This is the second post about debugging with strace.

In our solution, we have a process that runs another process. The parent communicates with the child process via TCP socket. In order to know whether the child is ready for communication the parent reads it’s stdout and looks for the readiness indication string, e.g. “I’m ready”. Everything worked fine but suddenly my colleague and I started observing a strange behavior: the child process was stuck after a while.

So I ran strace -p 1666, where 1666 is the child’ id. strace output:

$sudo strace -p 25485
strace: Process 25485 attached
write(1, "Some important information...."..., 101

The child process was trying to write something to stdout(1 is the file descriptor of stdout) but was unable to do it! I tried to reproduce the issue by running the process manually. And to our surprise the issue did not reproduce! So I started looking on the way our application was starting the process:

1
2
3
4
5
6
7
cmd = ['./child.py']
handle = subprocess.Popen( cmd, stdout=subprocess.PIPE,
                           stderr = subprocess.STDOUT,
                           close_fds=True, shell=True)
wait_for_child_readiness(handle)
#do_some_real_work()
handle.wait()

It looked quite normal: Start a process and then forward stdout to stderr and pipe both to the parent process. And then the parent process reads the output:

1
2
3
4
5
6
7
def wait_for_child_readiness(proc_handle):
        last_stdout = ""
        while "CHILD IS READY" not in last_stdout :
                last_stdout = proc_handle.stdout.read(512)
                sys.stdout.write(last_stdout)
                sys.stdout.flush()
        sys.stdout.write("\nParent detected child's readiness!\n")

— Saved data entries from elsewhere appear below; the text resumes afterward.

//! Employee document resources (`/documents/*`).

use crate::RecordId;
use chrono::{DateTime, Utc};
use serde::{Deserialize, Serialize};

/// Document categories accepted by `POST /documents/upload`.
pub const DOCUMENT_TYPES: &[&str] = &[
    "Identity Documents",
    "Educational Certificates",
    "Employment Documents",
    "Banking Documents",
    "Personal Documents",
    "Contracts",
    "Policies",
    "Tax Forms",
    "Benefits",
    "Training Materials",
    "General",
];

/// OCR confidence at or above which an upload is auto-verified.
pub const OCR_ACCEPTANCE_THRESHOLD: f64 = 75.0;

/// Document owned by the current employee.
#[derive(Debug, Clone, Serialize, Deserialize, PartialEq)]
pub struct EmployeeDocument {
    pub id: RecordId,
    pub employee_id: RecordId,
    pub document_type: String,
    pub document_url: String,
    #[serde(default)]
    pub is_verified: bool,
    #[serde(default)]
    pub ocr_confidence: Option<f64>,
    #[serde(default)]
    pub rejection_reason: Option<String>,
    pub uploaded_at: DateTime<Utc>,
    #[serde(default)]
    pub verified_by: Option<RecordId>,
    #[serde(default)]
    pub verified_at: Option<DateTime<Utc>>,
}

impl EmployeeDocument {
    /// True when the upload was rejected for low OCR confidence and has not
    /// been manually verified since.
    pub fn needs_resubmission(&self) -> bool {
        !self.is_verified
            && self
                .ocr_confidence
                .is_some_and(|confidence| confidence < OCR_ACCEPTANCE_THRESHOLD)
    }
}

/// Detailed shape returned by `/documents/{id}` and `/documents/all`.
#[derive(Debug, Clone, Serialize, Deserialize, PartialEq)]
pub struct DocumentDetails {
    pub document_id: RecordId,
    pub employee_name: String,
    pub employee_id: RecordId,
    pub document_type: String,
    pub document_url: String,
    #[serde(default)]
    pub is_verified: bool,
    #[serde(default)]
    pub ocr_confidence: Option<f64>,
    pub uploaded_at: DateTime<Utc>,
    #[serde(default)]
    pub rejection_reason: Option<String>,
    #[serde(default)]
    pub verified_by: Option<RecordId>,
    #[serde(default)]
    pub verified_at: Option<DateTime<Utc>>,
}

/// Response of `GET /documents/types`.
#[derive(Debug, Clone, Serialize, Deserialize, PartialEq, Eq)]
pub struct DocumentTypes {
    pub document_types: Vec<String>,
}

/// Multipart upload payload: fields `file`, `document_type`, `description`.
#[derive(Debug, Clone, PartialEq, Eq)]
pub struct DocumentUpload {
    pub file_name: String,
    pub bytes: Vec<u8>,
    pub document_type: String,
    pub description: Option<String>,
}

/// Response of `PUT /documents/{id}/verify`.
#[derive(Debug, Clone, Serialize, Deserialize, PartialEq)]
pub struct VerificationReceipt {
    pub message: String,
    pub document: EmployeeDocument,
}

/// Response of `GET /documents/statistics`.
#[derive(Debug, Clone, Serialize, Deserialize, PartialEq)]
pub struct DocumentStatistics {
    pub total_documents: u64,
    pub verified_documents: u64,
    pub pending_documents: u64,
    pub verification_rate: f64,
    #[serde(default)]
    pub documents_by_type: std::collections::BTreeMap<String, u64>,
}

/// Response of `GET /documents/pending-verification/count`.
#[derive(Debug, Clone, Copy, Serialize, Deserialize, PartialEq, Eq)]
pub struct PendingCount {
    pub pending_count: u64,
}

#[cfg(test)]
mod tests {
    use super::EmployeeDocument;
    use pretty_assertions::assert_eq;

    fn document(is_verified: bool, confidence: Option<f64>) -> EmployeeDocument {
        serde_json::from_value(serde_json::json!({
            "id": 3,
            "employee_id": 12,
            "document_type": "Identity Documents",
            "document_url": "uploads/documents/12_passport.pdf",
            "is_verified": is_verified,
            "ocr_confidence": confidence,
            "uploaded_at": "2024-02-01T10:00:00Z"
        }))
        .expect("decode")
    }

    #[test]
    fn low_confidence_unverified_needs_resubmission() {
        assert_eq!(document(false, Some(61.2)).needs_resubmission(), true);
        assert_eq!(document(false, Some(75.0)).needs_resubmission(), false);
        assert_eq!(document(true, Some(61.2)).needs_resubmission(), false);
        assert_eq!(document(false, None).needs_resubmission(), false);
    }
}
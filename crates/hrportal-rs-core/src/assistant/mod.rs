//! Onboarding assistant: transcript state machine, service seam, and the
//! async session that ties them to a host UI.

mod service;
mod session;
mod shell;
mod welcome;

pub use service::{AssistantService, HttpAssistant, send_message_with_typing};
pub use session::{AssistantHost, AssistantSession};
pub use shell::{
    AssistantShell, FALLBACK_REPLY, PendingTurn, Sender, ShellState, TranscriptMessage,
    TurnOutcome,
};
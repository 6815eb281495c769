//! Structural checks applied to every layer before merging.
//!
//! serde would silently ignore unknown keys and report type errors without the
//! originating layer, so each layer is walked here first.

use crate::ConfigError;
use serde_json::{Map, Value};

pub(super) fn validate_layer_schema(value: &Value, layer: &str) -> Result<(), ConfigError> {
    let map = expect_object(value, layer, "")?;
    ensure_allowed_keys(
        map,
        &["$schema", "api", "assistant", "toasts", "announcements"],
        layer,
        "",
    )?;

    if let Some(value) = map.get("$schema") {
        expect_string(value, layer, "$schema")?;
    }
    if let Some(value) = map.get("api") {
        validate_api(value, layer, "api")?;
    }
    if let Some(value) = map.get("assistant") {
        validate_assistant(value, layer, "assistant")?;
    }
    if let Some(value) = map.get("toasts") {
        let map = expect_object(value, layer, "toasts")?;
        ensure_allowed_keys(map, &["duration_ms"], layer, "toasts")?;
        if let Some(value) = map.get("duration_ms") {
            expect_u64(value, layer, "toasts.duration_ms")?;
        }
    }
    if let Some(value) = map.get("announcements") {
        validate_announcements(value, layer, "announcements")?;
    }
    Ok(())
}

fn validate_api(value: &Value, layer: &str, path: &str) -> Result<(), ConfigError> {
    let map = expect_object(value, layer, path)?;
    ensure_allowed_keys(map, &["base_url", "timeout_secs", "token"], layer, path)?;

    if let Some(value) = map.get("base_url") {
        expect_string(value, layer, &join_path(path, "base_url"))?;
    }
    if let Some(value) = map.get("timeout_secs") {
        expect_u64(value, layer, &join_path(path, "timeout_secs"))?;
    }
    if let Some(value) = map.get("token") {
        expect_optional_string(value, layer, &join_path(path, "token"))?;
    }
    Ok(())
}

fn validate_assistant(value: &Value, layer: &str, path: &str) -> Result<(), ConfigError> {
    let map = expect_object(value, layer, path)?;
    ensure_allowed_keys(
        map,
        &["action_delay_ms", "max_suggestions", "history_window"],
        layer,
        path,
    )?;

    for key in ["action_delay_ms", "max_suggestions", "history_window"] {
        if let Some(value) = map.get(key) {
            expect_u64(value, layer, &join_path(path, key))?;
        }
    }
    Ok(())
}

fn validate_announcements(value: &Value, layer: &str, path: &str) -> Result<(), ConfigError> {
    let map = expect_object(value, layer, path)?;
    ensure_allowed_keys(map, &["show_expired", "page_size"], layer, path)?;

    if let Some(value) = map.get("show_expired") {
        expect_bool(value, layer, &join_path(path, "show_expired"))?;
    }
    if let Some(value) = map.get("page_size") {
        expect_u64(value, layer, &join_path(path, "page_size"))?;
    }
    Ok(())
}

fn expect_object<'a>(
    value: &'a Value,
    layer: &str,
    path: &str,
) -> Result<&'a Map<String, Value>, ConfigError> {
    value
        .as_object()
        .ok_or_else(|| invalid_field(layer, path, "expected object"))
}

fn expect_string(value: &Value, layer: &str, path: &str) -> Result<(), ConfigError> {
    if value.is_string() {
        Ok(())
    } else {
        Err(invalid_field(layer, path, "expected string"))
    }
}

fn expect_optional_string(value: &Value, layer: &str, path: &str) -> Result<(), ConfigError> {
    if value.is_string() || value.is_null() {
        Ok(())
    } else {
        Err(invalid_field(layer, path, "expected string or null"))
    }
}

fn expect_bool(value: &Value, layer: &str, path: &str) -> Result<(), ConfigError> {
    if value.is_boolean() {
        Ok(())
    } else {
        Err(invalid_field(layer, path, "expected bool"))
    }
}

/// Only non-negative integers are accepted.
fn expect_u64(value: &Value, layer: &str, path: &str) -> Result<(), ConfigError> {
    if value.is_u64() {
        Ok(())
    } else {
        Err(invalid_field(layer, path, "expected non-negative integer"))
    }
}

fn ensure_allowed_keys(
    map: &Map<String, Value>,
    allowed: &[&str],
    layer: &str,
    path: &str,
) -> Result<(), ConfigError> {
    match map.keys().find(|key| !allowed.contains(&key.as_str())) {
        Some(key) => Err(invalid_field(layer, &join_path(path, key), "unknown key")),
        None => Ok(()),
    }
}

fn join_path(prefix: &str, key: &str) -> String {
    if prefix.is_empty() {
        key.to_string()
    } else {
        format!("{prefix}.{key}")
    }
}

fn invalid_field(layer: &str, path: &str, message: &str) -> ConfigError {
    let path = if path.is_empty() { "root" } else { path };
    ConfigError::InvalidField {
        path: format!("{layer}:{path}"),
        message: message.to_string(),
    }
}
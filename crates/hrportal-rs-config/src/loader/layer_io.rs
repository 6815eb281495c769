//! Reading config layers from disk.

use super::{
    ConfigLayer, ConfigLayerSource, DEFAULT_CONFIG_DIR, DEFAULT_CONFIG_FILE, SYSTEM_CONFIG_PATH,
    SYSTEM_REQUIREMENTS_PATH, schema,
};
use crate::ConfigError;
use directories::UserDirs;
use log::debug;
use serde_json::Value;
use std::fs;
use std::path::{Path, PathBuf};

/// Load a layer when its file exists; a missing file is not an error.
pub(super) fn load_optional(
    source: ConfigLayerSource,
    path: &Path,
) -> Result<Option<(ConfigLayer, Value)>, ConfigError> {
    if !path.exists() {
        debug!(
            "layer not present (source={:?}, path={})",
            source,
            path.display()
        );
        return Ok(None);
    }
    load_required(source, path).map(Some)
}

/// Load and schema-check a layer that must exist.
pub(super) fn load_required(
    source: ConfigLayerSource,
    path: &Path,
) -> Result<(ConfigLayer, Value), ConfigError> {
    let contents = fs::read_to_string(path)?;
    let value: Value = json5::from_str(&contents)?;
    schema::validate_layer_schema(&value, &layer_label(source, path))?;
    debug!(
        "loaded layer (source={:?}, path={})",
        source,
        path.display()
    );
    Ok((
        ConfigLayer {
            source,
            path: path.to_path_buf(),
        },
        value,
    ))
}

/// Prefix used in schema errors, e.g. `user(/home/a/.hrportal/hrportal.json5)`.
pub(super) fn layer_label(source: ConfigLayerSource, path: &Path) -> String {
    let name = match source {
        ConfigLayerSource::Requirements => "requirements",
        ConfigLayerSource::System => "system",
        ConfigLayerSource::User => "user",
        ConfigLayerSource::Project => "project",
        ConfigLayerSource::Cwd => "cwd",
        ConfigLayerSource::Runtime => "runtime",
    };
    format!("{name}({})", path.display())
}

pub(super) fn default_system_config_path() -> Option<PathBuf> {
    Some(PathBuf::from(SYSTEM_CONFIG_PATH))
}

pub(super) fn default_requirements_path() -> Option<PathBuf> {
    Some(PathBuf::from(SYSTEM_REQUIREMENTS_PATH))
}

pub(super) fn default_user_config_path() -> Option<PathBuf> {
    UserDirs::new().map(|dirs| {
        dirs.home_dir()
            .join(DEFAULT_CONFIG_DIR)
            .join(DEFAULT_CONFIG_FILE)
    })
}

Then we read the output until we find the indication string. But wait! The child process continues writing to stdout/stderr and pipe continues sending the output to the parent process. But the parent process does not read it. And then pipe overflow happens and the child process cannot write anything to stdout!

The solution was to continue reading the output of the child process. Hence once you start reading child process output don’t stop doing that!;)

P.S. The way to know the pipe size on Linux is to check:

$cat /proc/sys/fs/pipe-max-size
1048576

The default value for this file is 1048576 (1 MiB)

http://man7.org/linux/man-pages/man7/pipe.7.html